Repeat the whole of the data, keeping every detail the same.

BEGIN EXERCISE MATERIAL

//! Form configuration

use anyhow::{bail, Result};
use serde::{Deserialize, Serialize};
use std::env;

#[derive(Debug, Clone, PartialEq, Serialize, Deserialize)]
#[serde(default)]
pub struct FormsConfig {
    /// Capacity of each repeatable row group
    /// Env: STOCKROOM_MAX_ROWS
    /// Default: 5
    pub max_rows: usize,

    /// Choices offered by dropdown attributes
    /// Env: STOCKROOM_DROPDOWN_OPTIONS (comma-separated)
    /// Default: []
    pub dropdown_options: Vec<String>,
}

impl Default for FormsConfig {
    fn default() -> Self {
        Self { max_rows: crate::fields::DEFAULT_MAX_ROWS, dropdown_options: Vec::new() }
    }
}

impl FormsConfig {
    pub fn merge(&mut self, other: Self) {
        *self = other;
    }

    pub fn apply_env_vars(&mut self) {
        if let Ok(max) = env::var("STOCKROOM_MAX_ROWS") {
            if let Ok(m) = max.parse() {
                self.max_rows = m;
            }
        }

        if let Ok(options) = env::var("STOCKROOM_DROPDOWN_OPTIONS") {
            self.dropdown_options = options
                .split(',')
                .map(|s| s.trim().to_string())
                .filter(|s| !s.is_empty())
                .collect();
        }
    }

    pub fn validate(&self) -> Result<()> {
        if self.max_rows == 0 {
            bail!("Invalid max_rows: must be at least 1");
        }
        Ok(())
    }
}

END EXERCISE MATERIAL

SOLUTION TO THE PROBLEM:
//! Form configuration

use anyhow::{bail, Result};
use serde::{Deserialize, Serialize};
use std::env;

#[derive(Debug, Clone, PartialEq, Serialize, Deserialize)]
#[serde(default)]
pub struct FormsConfig {
    /// Capacity of each repeatable row group
    /// Env: STOCKROOM_MAX_ROWS
    /// Default: 5
    pub max_rows: usize,

    /// Choices offered by dropdown attributes
    /// Env: STOCKROOM_DROPDOWN_OPTIONS (comma-separated)
    /// Default: []
    pub dropdown_options: Vec<String>,
}

impl Default for FormsConfig {
    fn default() -> Self {
        Self { max_rows: crate::fields::DEFAULT_MAX_ROWS, dropdown_options: Vec::new() }
    }
}

impl FormsConfig {
    pub fn merge(&mut self, other: Self) {
        *self = other;
    }

    pub fn apply_env_vars(&mut self) {
        if let Ok(max) = env::var("STOCKROOM_MAX_ROWS") {
            if let Ok(m) = max.parse() {
                self.max_rows = m;
            }
        }

        if let Ok(options) = env::var("STOCKROOM_DROPDOWN_OPTIONS") {
            self.dropdown_options = options
                .split(',')
                .map(|s| s.trim().to_string())
                .filter(|s| !s.is_empty())
                .collect();
        }
    }

    pub fn validate(&self) -> Result<()> {
        if self.max_rows == 0 {
            bail!("Invalid max_rows: must be at least 1");
        }
        Ok(())
    }
}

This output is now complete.